7. Imam Sufyan bin ‘Uyainah (w.198H).
8. Muhammad bin Idris, Imam Syafi’i (w.204H).
9. Ahmad bin Muhammad bin Hanbal, Imam Hanbali (w.241H).
10. Daud bin Ali al-Ashbahani al-Bahdadi, Imam Daud azh-Zhahiri (w.270H).
11. Imam Ishaq bin Rahawaih (w.238H).
12. Ibrahim bin Khalid al-Kalbi, Imam Abu Tsaur (w.240H).
Namun tidak semua mazhab ini bertahan. Banyak yang punah karena tidak dilanjutkan oleh para ulama yang mengembangkan mazhab setelah imam pendirinya wafat. Oleh sebab itu yang populer di kalangan Ahlussunnah-waljama’ah adalah empat mazhab: Hanafi, Maliki, Syafi’i dan Hanbali. Bahkan Syekh Abu Bakar al-Jaza’iri menyusun kitab Fiqhnya dengan judul al-Fiqh ‘ala al-Madzahib al-Arba’ah (Fiqh menurut empat mazhab).

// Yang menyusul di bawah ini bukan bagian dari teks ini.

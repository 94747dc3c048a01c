use async_trait::async_trait;
use chrono::{DateTime, Utc};
use sqlx::{types::Json, FromRow, PgPool};
use std::collections::HashMap;
use thiserror::Error;
use tokio::sync::RwLock;
use uuid::Uuid;

use crate::models::{ExerciseLog, TrainingLog, TrainingLogStatus};

#[derive(Error, Debug)]
pub enum StoreError {
    #[error("Database error: {0}")]
    Database(#[from] sqlx::Error),
    #[error("Serialization error: {0}")]
    Serialization(#[from] serde_json::Error),
    #[error("Invalid record: {0}")]
    InvalidRecord(String),
}

/// Persistence for training logs.
///
/// Every lookup is scoped to the owning user. Writes after creation go through
/// `update_if_version`, which only succeeds while the stored version still
/// equals the version the caller read.
#[async_trait]
pub trait TrainingLogStore: Send + Sync {
    async fn insert(&self, log: &TrainingLog) -> Result<(), StoreError>;

    async fn find_for_user(
        &self,
        log_id: Uuid,
        user_id: Uuid,
    ) -> Result<Option<TrainingLog>, StoreError>;

    /// Persist `log` if the stored version equals `expected_version`.
    /// `log.version` must already carry the new version. Returns false on a lost race.
    async fn update_if_version(
        &self,
        log: &TrainingLog,
        expected_version: i64,
    ) -> Result<bool, StoreError>;

    async fn latest_for_plan_day(
        &self,
        user_id: Uuid,
        plan_id: Uuid,
        weekday: u8,
    ) -> Result<Option<TrainingLog>, StoreError>;

    /// Newest first
    async fn list_for_user(
        &self,
        user_id: Uuid,
        limit: i64,
        offset: i64,
    ) -> Result<Vec<TrainingLog>, StoreError>;

    async fn delete(&self, log_id: Uuid, user_id: Uuid) -> Result<bool, StoreError>;

    async fn count_with_status(
        &self,
        user_id: Uuid,
        status: TrainingLogStatus,
    ) -> Result<i64, StoreError>;

    /// Logs with `status` created strictly before `before`, newest first
    async fn with_status_before(
        &self,
        user_id: Uuid,
        status: TrainingLogStatus,
        before: Option<DateTime<Utc>>,
        limit: i64,
    ) -> Result<Vec<TrainingLog>, StoreError>;
}

fn reject_preview(log: &TrainingLog) -> Result<(), StoreError> {
    if log.status == TrainingLogStatus::Preview {
        return Err(StoreError::InvalidRecord(
            "preview training logs are never persisted".to_string(),
        ));
    }
    Ok(())
}

#[derive(Debug, FromRow)]
struct TrainingLogRow {
    id: Uuid,
    user_id: Uuid,
    plan_id: Uuid,
    weekday: i16,
    status: String,
    exercises: Json<Vec<ExerciseLog>>,
    total_duration: Option<i64>,
    rating: Option<i16>,
    notes: Option<String>,
    version: i64,
    created_at: DateTime<Utc>,
    updated_at: DateTime<Utc>,
}

impl TryFrom<TrainingLogRow> for TrainingLog {
    type Error = StoreError;

    fn try_from(row: TrainingLogRow) -> Result<Self, Self::Error> {
        let status = row
            .status
            .parse()
            .map_err(|_| StoreError::InvalidRecord(format!("unknown status '{}'", row.status)))?;
        let weekday = u8::try_from(row.weekday)
            .map_err(|_| StoreError::InvalidRecord(format!("weekday {} out of range", row.weekday)))?;

        Ok(TrainingLog {
            id: row.id,
            user_id: row.user_id,
            plan_id: row.plan_id,
            weekday,
            status,
            exercises: row.exercises.0,
            total_duration: row.total_duration,
            rating: row.rating,
            notes: row.notes,
            version: row.version,
            created_at: row.created_at,
            updated_at: row.updated_at,
        })
    }
}

const SELECT_COLUMNS: &str = "SELECT id, user_id, plan_id, weekday, status, exercises, total_duration, rating, notes, version, created_at, updated_at FROM training_logs";

#[derive(Clone)]
pub struct PgTrainingLogStore {
    db: PgPool,
}

impl PgTrainingLogStore {
    pub fn new(db: PgPool) -> Self {
        Self { db }
    }

    fn rows_to_logs(rows: Vec<TrainingLogRow>) -> Result<Vec<TrainingLog>, StoreError> {
        rows.into_iter().map(TrainingLog::try_from).collect()
    }
}

#[async_trait]
impl TrainingLogStore for PgTrainingLogStore {
    async fn insert(&self, log: &TrainingLog) -> Result<(), StoreError> {
        reject_preview(log)?;

        sqlx::query(
            r#"
            INSERT INTO training_logs (id, user_id, plan_id, weekday, status, exercises, total_duration, rating, notes, version, created_at, updated_at)
            VALUES ($1, $2, $3, $4, $5, $6, $7, $8, $9, $10, $11, $12)
            "#,
        )
        .bind(log.id)
        .bind(log.user_id)
        .bind(log.plan_id)
        .bind(i16::from(log.weekday))
        .bind(log.status.as_str())
        .bind(Json(&log.exercises))
        .bind(log.total_duration)
        .bind(log.rating)
        .bind(&log.notes)
        .bind(log.version)
        .bind(log.created_at)
        .bind(log.updated_at)
        .execute(&self.db)
        .await?;

        Ok(())
    }

    async fn find_for_user(
        &self,
        log_id: Uuid,
        user_id: Uuid,
    ) -> Result<Option<TrainingLog>, StoreError> {
        let row = sqlx::query_as::<_, TrainingLogRow>(&format!(
            "{} WHERE id = $1 AND user_id = $2",
            SELECT_COLUMNS
        ))
        .bind(log_id)
        .bind(user_id)
        .fetch_optional(&self.db)
        .await?;

        row.map(TrainingLog::try_from).transpose()
    }

    async fn update_if_version(
        &self,
        log: &TrainingLog,
        expected_version: i64,
    ) -> Result<bool, StoreError> {
        reject_preview(log)?;

        let result = sqlx::query(
            r#"
            UPDATE training_logs
            SET status = $4,
                exercises = $5,
                total_duration = $6,
                rating = $7,
                notes = $8,
                version = $9,
                updated_at = $10
            WHERE id = $1 AND user_id = $2 AND version = $3
            "#,
        )
        .bind(log.id)
        .bind(log.user_id)
        .bind(expected_version)
        .bind(log.status.as_str())
        .bind(Json(&log.exercises))
        .bind(log.total_duration)
        .bind(log.rating)
        .bind(&log.notes)
        .bind(log.version)
        .bind(log.updated_at)
        .execute(&self.db)
        .await?;

        Ok(result.rows_affected() == 1)
    }

    async fn latest_for_plan_day(
        &self,
        user_id: Uuid,
        plan_id: Uuid,
        weekday: u8,
    ) -> Result<Option<TrainingLog>, StoreError> {
        let row = sqlx::query_as::<_, TrainingLogRow>(&format!(
            "{} WHERE user_id = $1 AND plan_id = $2 AND weekday = $3 ORDER BY created_at DESC LIMIT 1",
            SELECT_COLUMNS
        ))
        .bind(user_id)
        .bind(plan_id)
        .bind(i16::from(weekday))
        .fetch_optional(&self.db)
        .await?;

        row.map(TrainingLog::try_from).transpose()
    }

    async fn list_for_user(
        &self,
        user_id: Uuid,
        limit: i64,
        offset: i64,
    ) -> Result<Vec<TrainingLog>, StoreError> {
        let rows = sqlx::query_as::<_, TrainingLogRow>(&format!(
            "{} WHERE user_id = $1 ORDER BY created_at DESC LIMIT $2 OFFSET $3",
            SELECT_COLUMNS
        ))
        .bind(user_id)
        .bind(limit)
        .bind(offset)
        .fetch_all(&self.db)
        .await?;

        Self::rows_to_logs(rows)
    }

    async fn delete(&self, log_id: Uuid, user_id: Uuid) -> Result<bool, StoreError> {
        let result = sqlx::query("DELETE FROM training_logs WHERE id = $1 AND user_id = $2")
            .bind(log_id)
            .bind(user_id)
            .execute(&self.db)
            .await?;

        Ok(result.rows_affected() > 0)
    }

    async fn count_with_status(
        &self,
        user_id: Uuid,
        status: TrainingLogStatus,
    ) -> Result<i64, StoreError> {
        let count: i64 = sqlx::query_scalar(
            "SELECT COUNT(*) FROM training_logs WHERE user_id = $1 AND status = $2",
        )
        .bind(user_id)
        .bind(status.as_str())
        .fetch_one(&self.db)
        .await?;

        Ok(count)
    }

    async fn with_status_before(
        &self,
        user_id: Uuid,
        status: TrainingLogStatus,
        before: Option<DateTime<Utc>>,
        limit: i64,
    ) -> Result<Vec<TrainingLog>, StoreError> {
        let rows = sqlx::query_as::<_, TrainingLogRow>(&format!(
            "{} WHERE user_id = $1 AND status = $2 AND ($3::timestamptz IS NULL OR created_at < $3) ORDER BY created_at DESC LIMIT $4",
            SELECT_COLUMNS
        ))
        .bind(user_id)
        .bind(status.as_str())
        .bind(before)
        .bind(limit)
        .fetch_all(&self.db)
        .await?;

        Self::rows_to_logs(rows)
    }
}

/// Training log store backed by a map, used in development mode and tests
#[derive(Default)]
pub struct InMemoryTrainingLogStore {
    logs: RwLock<HashMap<Uuid, TrainingLog>>,
}

impl InMemoryTrainingLogStore {
    pub fn new() -> Self {
        Self::default()
    }

    pub async fn len(&self) -> usize {
        self.logs.read().await.len()
    }

    pub async fn is_empty(&self) -> bool {
        self.logs.read().await.is_empty()
    }

    async fn filtered<F>(&self, user_id: Uuid, keep: F) -> Vec<TrainingLog>
    where
        F: Fn(&TrainingLog) -> bool,
    {
        let mut logs: Vec<TrainingLog> = self
            .logs
            .read()
            .await
            .values()
            .filter(|log| log.user_id == user_id && keep(log))
            .cloned()
            .collect();
        logs.sort_by(|a, b| b.created_at.cmp(&a.created_at));
        logs
    }
}

fn page(logs: Vec<TrainingLog>, limit: i64, offset: i64) -> Vec<TrainingLog> {
    logs.into_iter()
        .skip(offset.max(0) as usize)
        .take(limit.max(0) as usize)
        .collect()
}

#[async_trait]
impl TrainingLogStore for InMemoryTrainingLogStore {
    async fn insert(&self, log: &TrainingLog) -> Result<(), StoreError> {
        reject_preview(log)?;

        let mut logs = self.logs.write().await;
        if logs.contains_key(&log.id) {
            return Err(StoreError::InvalidRecord(format!(
                "training log {} already exists",
                log.id
            )));
        }
        logs.insert(log.id, log.clone());
        Ok(())
    }

    async fn find_for_user(
        &self,
        log_id: Uuid,
        user_id: Uuid,
    ) -> Result<Option<TrainingLog>, StoreError> {
        Ok(self
            .logs
            .read()
            .await
            .get(&log_id)
            .filter(|log| log.user_id == user_id)
            .cloned())
    }

    async fn update_if_version(
        &self,
        log: &TrainingLog,
        expected_version: i64,
    ) -> Result<bool, StoreError> {
        reject_preview(log)?;

        let mut logs = self.logs.write().await;
        match logs.get_mut(&log.id) {
            Some(stored) if stored.user_id == log.user_id && stored.version == expected_version => {
                *stored = log.clone();
                Ok(true)
            }
            _ => Ok(false),
        }
    }

    async fn latest_for_plan_day(
        &self,
        user_id: Uuid,
        plan_id: Uuid,
        weekday: u8,
    ) -> Result<Option<TrainingLog>, StoreError> {
        Ok(self
            .filtered(user_id, |log| log.plan_id == plan_id && log.weekday == weekday)
            .await
            .into_iter()
            .next())
    }

    async fn list_for_user(
        &self,
        user_id: Uuid,
        limit: i64,
        offset: i64,
    ) -> Result<Vec<TrainingLog>, StoreError> {
        Ok(page(self.filtered(user_id, |_| true).await, limit, offset))
    }

    async fn delete(&self, log_id: Uuid, user_id: Uuid) -> Result<bool, StoreError> {
        let mut logs = self.logs.write().await;
        if logs.get(&log_id).map(|log| log.user_id) == Some(user_id) {
            logs.remove(&log_id);
            return Ok(true);
        }
        Ok(false)
    }

    async fn count_with_status(
        &self,
        user_id: Uuid,
        status: TrainingLogStatus,
    ) -> Result<i64, StoreError> {
        Ok(self.filtered(user_id, |log| log.status == status).await.len() as i64)
    }

    async fn with_status_before(
        &self,
        user_id: Uuid,
        status: TrainingLogStatus,
        before: Option<DateTime<Utc>>,
        limit: i64,
    ) -> Result<Vec<TrainingLog>, StoreError> {
        let logs = self
            .filtered(user_id, |log| {
                log.status == status && before.map_or(true, |before| log.created_at < before)
            })
            .await;
        Ok(page(logs, limit, 0))
    }
}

Ikhtilaf tidak hanya terjadi pada masa generasi khalaf (belakangan). Kalangan Salaf
(generasi tiga abad pertama Hijrah); para shahabat Rasulullah Saw, Tabi’in dan Tabi’ Tabi’in juga Ikhtilaf dalam masalah-masalah tertentu.
Jadi dapat kita ambil kesimpulan
Pertama,
bahwa ikhtilaf dalam memahami nash (teks) bukan perkara baru, sudah terjadi ketika
Rasulullah Saw masih hidup, kemudian berlanjut hingga zaman shahabat setelah ditinggalkan Rasulullah Saw, hingga sampai sekarang ini. Maka yang perlu dilakukan bukan menghilangkan ikhtilaf, seperti rendah hatinya Imam Malik yang tidak mau memaksakan Mazhab Maliki, tapi memahami ikhtilaf sebagai dinamika dan kekayaan khazanah keilmuan Islam, selama ikhtilaf itu dalam masalah furu’, bukan masalah ushul, sebagaimana yang dicontohkan para Shalafusshaleh diatas.
Kedua,
berbeda dalam masalah furu’ tidak menyebabkan ummat Islam saling membid’ahkan. Karena Imam Ahmad bin Hanbal tidak membid’ahkan Imam Syafi’i dan para pengikutnya hanya karena mereka membaca doa Qunut pada shalat Shubuh. Kecenderungan membid’ah orang lain
ketika berbeda pendapat, ini berbahaya.
Ketiga,
seperti yang diwasiatkan al-Imam asy-Syahid Hasan al-Banna,
نعمل فيما اتعقنا ونعتذر فيما اختلعنا
“Mari beramal pada perkara yang kita sepakati, dan mari berlapang dada menyikapi perkara yang kita ikhtilaf di dalamnya”.